▸ SUPPLIED MATERIAL:
Segment Open
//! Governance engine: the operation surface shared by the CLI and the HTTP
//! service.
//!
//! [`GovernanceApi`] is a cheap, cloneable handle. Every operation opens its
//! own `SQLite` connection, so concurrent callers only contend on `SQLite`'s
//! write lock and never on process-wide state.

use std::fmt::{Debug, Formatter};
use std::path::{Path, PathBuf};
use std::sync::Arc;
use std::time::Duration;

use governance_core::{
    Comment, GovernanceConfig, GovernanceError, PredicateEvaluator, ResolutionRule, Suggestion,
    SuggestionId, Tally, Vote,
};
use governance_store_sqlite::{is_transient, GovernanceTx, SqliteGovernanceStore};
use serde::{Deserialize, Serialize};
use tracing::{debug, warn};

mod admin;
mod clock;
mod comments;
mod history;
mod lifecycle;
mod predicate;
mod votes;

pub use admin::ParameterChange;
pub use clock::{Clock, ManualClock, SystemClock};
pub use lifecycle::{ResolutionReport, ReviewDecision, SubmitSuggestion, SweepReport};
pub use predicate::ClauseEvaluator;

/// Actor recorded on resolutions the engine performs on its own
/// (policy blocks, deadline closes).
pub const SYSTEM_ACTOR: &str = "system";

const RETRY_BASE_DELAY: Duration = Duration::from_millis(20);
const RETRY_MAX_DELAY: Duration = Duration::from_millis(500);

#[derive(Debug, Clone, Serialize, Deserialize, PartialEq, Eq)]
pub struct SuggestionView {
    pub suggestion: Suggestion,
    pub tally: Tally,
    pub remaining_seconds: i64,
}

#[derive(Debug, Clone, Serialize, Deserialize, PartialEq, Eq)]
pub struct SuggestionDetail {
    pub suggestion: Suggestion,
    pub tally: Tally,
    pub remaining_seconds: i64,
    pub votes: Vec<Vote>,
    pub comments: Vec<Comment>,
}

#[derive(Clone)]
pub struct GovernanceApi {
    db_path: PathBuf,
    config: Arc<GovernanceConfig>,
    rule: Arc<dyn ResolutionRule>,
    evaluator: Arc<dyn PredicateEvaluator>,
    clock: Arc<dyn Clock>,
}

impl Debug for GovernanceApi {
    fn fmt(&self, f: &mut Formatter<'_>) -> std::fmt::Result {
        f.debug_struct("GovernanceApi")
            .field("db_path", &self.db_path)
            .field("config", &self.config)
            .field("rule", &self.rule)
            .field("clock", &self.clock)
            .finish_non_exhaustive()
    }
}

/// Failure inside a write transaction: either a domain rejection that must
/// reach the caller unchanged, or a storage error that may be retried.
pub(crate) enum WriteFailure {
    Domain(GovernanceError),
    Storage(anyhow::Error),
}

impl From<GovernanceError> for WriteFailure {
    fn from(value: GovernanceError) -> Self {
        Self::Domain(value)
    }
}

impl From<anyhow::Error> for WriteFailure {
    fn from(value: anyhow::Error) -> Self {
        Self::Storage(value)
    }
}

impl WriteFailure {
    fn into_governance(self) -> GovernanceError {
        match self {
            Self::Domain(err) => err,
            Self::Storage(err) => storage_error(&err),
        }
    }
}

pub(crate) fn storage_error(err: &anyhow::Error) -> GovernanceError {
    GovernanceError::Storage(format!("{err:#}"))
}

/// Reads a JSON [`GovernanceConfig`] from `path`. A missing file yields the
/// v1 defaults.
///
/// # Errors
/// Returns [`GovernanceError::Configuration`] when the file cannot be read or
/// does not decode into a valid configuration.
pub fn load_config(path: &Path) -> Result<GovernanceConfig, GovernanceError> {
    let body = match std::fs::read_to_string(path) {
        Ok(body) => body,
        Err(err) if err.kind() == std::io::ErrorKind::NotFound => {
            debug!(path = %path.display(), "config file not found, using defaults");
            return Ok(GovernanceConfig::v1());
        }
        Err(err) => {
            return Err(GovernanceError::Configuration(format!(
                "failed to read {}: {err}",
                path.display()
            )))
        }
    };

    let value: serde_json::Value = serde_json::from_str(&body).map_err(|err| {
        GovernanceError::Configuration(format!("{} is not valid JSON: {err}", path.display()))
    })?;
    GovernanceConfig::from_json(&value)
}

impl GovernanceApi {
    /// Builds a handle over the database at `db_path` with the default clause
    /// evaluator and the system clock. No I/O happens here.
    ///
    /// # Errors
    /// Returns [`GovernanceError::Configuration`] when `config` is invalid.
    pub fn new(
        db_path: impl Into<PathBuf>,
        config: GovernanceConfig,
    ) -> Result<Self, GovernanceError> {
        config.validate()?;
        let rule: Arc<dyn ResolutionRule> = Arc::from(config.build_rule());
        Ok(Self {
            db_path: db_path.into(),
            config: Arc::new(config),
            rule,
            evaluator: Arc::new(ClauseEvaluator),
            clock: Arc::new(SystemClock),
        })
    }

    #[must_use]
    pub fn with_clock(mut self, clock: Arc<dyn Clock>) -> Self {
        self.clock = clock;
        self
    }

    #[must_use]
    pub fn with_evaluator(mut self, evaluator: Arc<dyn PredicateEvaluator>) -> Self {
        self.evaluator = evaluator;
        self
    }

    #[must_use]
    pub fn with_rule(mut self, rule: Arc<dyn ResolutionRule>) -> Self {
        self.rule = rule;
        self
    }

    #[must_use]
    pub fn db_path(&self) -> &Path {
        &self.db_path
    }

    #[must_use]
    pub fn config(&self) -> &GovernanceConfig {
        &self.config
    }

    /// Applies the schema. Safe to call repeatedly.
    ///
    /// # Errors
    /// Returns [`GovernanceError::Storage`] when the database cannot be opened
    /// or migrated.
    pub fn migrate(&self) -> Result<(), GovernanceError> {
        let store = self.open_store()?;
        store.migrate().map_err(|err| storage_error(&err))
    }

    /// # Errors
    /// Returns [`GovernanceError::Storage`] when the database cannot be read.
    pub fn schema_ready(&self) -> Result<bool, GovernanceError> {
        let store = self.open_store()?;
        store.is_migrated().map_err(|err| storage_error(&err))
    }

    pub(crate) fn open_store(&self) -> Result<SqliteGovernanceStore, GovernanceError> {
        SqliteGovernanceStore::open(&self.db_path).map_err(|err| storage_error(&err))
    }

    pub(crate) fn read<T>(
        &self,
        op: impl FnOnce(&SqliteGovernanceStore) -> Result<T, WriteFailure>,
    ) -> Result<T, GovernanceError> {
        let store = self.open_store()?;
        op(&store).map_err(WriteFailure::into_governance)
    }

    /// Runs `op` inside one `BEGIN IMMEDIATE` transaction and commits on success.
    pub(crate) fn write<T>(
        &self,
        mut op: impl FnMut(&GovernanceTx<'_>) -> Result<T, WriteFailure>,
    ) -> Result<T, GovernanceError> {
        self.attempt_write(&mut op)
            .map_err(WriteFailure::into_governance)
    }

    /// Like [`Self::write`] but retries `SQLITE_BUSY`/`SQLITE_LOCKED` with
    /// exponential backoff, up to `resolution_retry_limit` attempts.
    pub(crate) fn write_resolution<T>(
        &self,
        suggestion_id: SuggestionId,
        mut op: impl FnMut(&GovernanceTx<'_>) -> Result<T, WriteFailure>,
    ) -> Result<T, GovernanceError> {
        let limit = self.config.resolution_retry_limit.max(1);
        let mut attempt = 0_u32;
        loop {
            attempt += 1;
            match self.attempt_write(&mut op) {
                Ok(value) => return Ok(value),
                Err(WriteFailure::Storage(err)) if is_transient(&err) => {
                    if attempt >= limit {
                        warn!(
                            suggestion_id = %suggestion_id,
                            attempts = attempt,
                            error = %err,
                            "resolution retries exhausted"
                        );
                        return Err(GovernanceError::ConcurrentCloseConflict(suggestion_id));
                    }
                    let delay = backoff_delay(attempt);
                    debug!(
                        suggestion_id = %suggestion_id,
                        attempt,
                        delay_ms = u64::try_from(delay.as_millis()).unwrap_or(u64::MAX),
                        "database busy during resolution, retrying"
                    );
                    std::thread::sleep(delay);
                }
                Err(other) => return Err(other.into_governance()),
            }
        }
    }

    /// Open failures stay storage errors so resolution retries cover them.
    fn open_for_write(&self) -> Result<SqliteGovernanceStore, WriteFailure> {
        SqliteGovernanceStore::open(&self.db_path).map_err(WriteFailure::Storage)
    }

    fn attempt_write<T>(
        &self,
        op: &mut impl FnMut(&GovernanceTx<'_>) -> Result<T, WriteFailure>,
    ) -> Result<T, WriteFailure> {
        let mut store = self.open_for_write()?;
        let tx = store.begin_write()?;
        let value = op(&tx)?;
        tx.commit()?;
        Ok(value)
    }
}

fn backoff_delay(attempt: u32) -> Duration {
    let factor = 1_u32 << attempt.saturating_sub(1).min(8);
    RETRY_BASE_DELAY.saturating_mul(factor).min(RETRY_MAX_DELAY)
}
Segment Closed
Segment Open
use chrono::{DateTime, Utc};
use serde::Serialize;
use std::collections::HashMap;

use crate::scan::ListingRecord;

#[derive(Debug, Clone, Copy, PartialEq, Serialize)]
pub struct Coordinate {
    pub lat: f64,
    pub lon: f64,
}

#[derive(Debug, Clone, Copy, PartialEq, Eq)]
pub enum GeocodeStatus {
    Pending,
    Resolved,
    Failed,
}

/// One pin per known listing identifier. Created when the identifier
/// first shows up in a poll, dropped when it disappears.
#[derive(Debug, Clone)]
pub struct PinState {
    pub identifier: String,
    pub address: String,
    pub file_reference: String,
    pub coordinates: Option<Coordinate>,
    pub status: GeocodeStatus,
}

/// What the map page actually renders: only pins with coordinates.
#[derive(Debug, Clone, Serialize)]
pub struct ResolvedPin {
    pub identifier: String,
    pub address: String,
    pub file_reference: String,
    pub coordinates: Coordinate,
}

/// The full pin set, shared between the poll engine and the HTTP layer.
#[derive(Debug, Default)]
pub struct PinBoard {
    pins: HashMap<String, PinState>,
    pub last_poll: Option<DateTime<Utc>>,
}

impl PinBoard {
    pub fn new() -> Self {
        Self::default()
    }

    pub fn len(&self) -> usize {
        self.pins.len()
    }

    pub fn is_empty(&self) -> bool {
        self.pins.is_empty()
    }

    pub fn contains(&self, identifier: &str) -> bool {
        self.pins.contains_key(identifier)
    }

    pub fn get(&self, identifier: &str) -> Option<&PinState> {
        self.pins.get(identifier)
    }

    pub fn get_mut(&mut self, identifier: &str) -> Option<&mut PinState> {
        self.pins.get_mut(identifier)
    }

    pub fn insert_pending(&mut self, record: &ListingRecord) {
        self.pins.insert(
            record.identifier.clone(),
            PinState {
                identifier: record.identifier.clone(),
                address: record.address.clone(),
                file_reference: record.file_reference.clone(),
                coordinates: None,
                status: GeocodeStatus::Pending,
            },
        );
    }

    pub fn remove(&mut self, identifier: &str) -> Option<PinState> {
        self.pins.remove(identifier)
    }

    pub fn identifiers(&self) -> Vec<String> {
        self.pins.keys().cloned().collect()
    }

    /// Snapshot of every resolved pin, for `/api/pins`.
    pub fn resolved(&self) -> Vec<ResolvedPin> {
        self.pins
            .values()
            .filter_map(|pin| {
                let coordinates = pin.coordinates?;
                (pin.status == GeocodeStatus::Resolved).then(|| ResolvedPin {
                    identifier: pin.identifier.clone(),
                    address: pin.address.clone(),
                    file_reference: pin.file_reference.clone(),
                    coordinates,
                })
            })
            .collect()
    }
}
Segment Closed
▸ WHAT NEEDS TO BE DONE:
Of the lines above, output exactly those from the line bearing "const RETRY_MAX_DELAY: Duration" through the line bearing "rejection that must", inclusive.

▸ SOLUTION BELOW:
const RETRY_MAX_DELAY: Duration = Duration::from_millis(500);

#[derive(Debug, Clone, Serialize, Deserialize, PartialEq, Eq)]
pub struct SuggestionView {
    pub suggestion: Suggestion,
    pub tally: Tally,
    pub remaining_seconds: i64,
}

#[derive(Debug, Clone, Serialize, Deserialize, PartialEq, Eq)]
pub struct SuggestionDetail {
    pub suggestion: Suggestion,
    pub tally: Tally,
    pub remaining_seconds: i64,
    pub votes: Vec<Vote>,
    pub comments: Vec<Comment>,
}

#[derive(Clone)]
pub struct GovernanceApi {
    db_path: PathBuf,
    config: Arc<GovernanceConfig>,
    rule: Arc<dyn ResolutionRule>,
    evaluator: Arc<dyn PredicateEvaluator>,
    clock: Arc<dyn Clock>,
}

impl Debug for GovernanceApi {
    fn fmt(&self, f: &mut Formatter<'_>) -> std::fmt::Result {
        f.debug_struct("GovernanceApi")
            .field("db_path", &self.db_path)
            .field("config", &self.config)
            .field("rule", &self.rule)
            .field("clock", &self.clock)
            .finish_non_exhaustive()
    }
}

/// Failure inside a write transaction: either a domain rejection that must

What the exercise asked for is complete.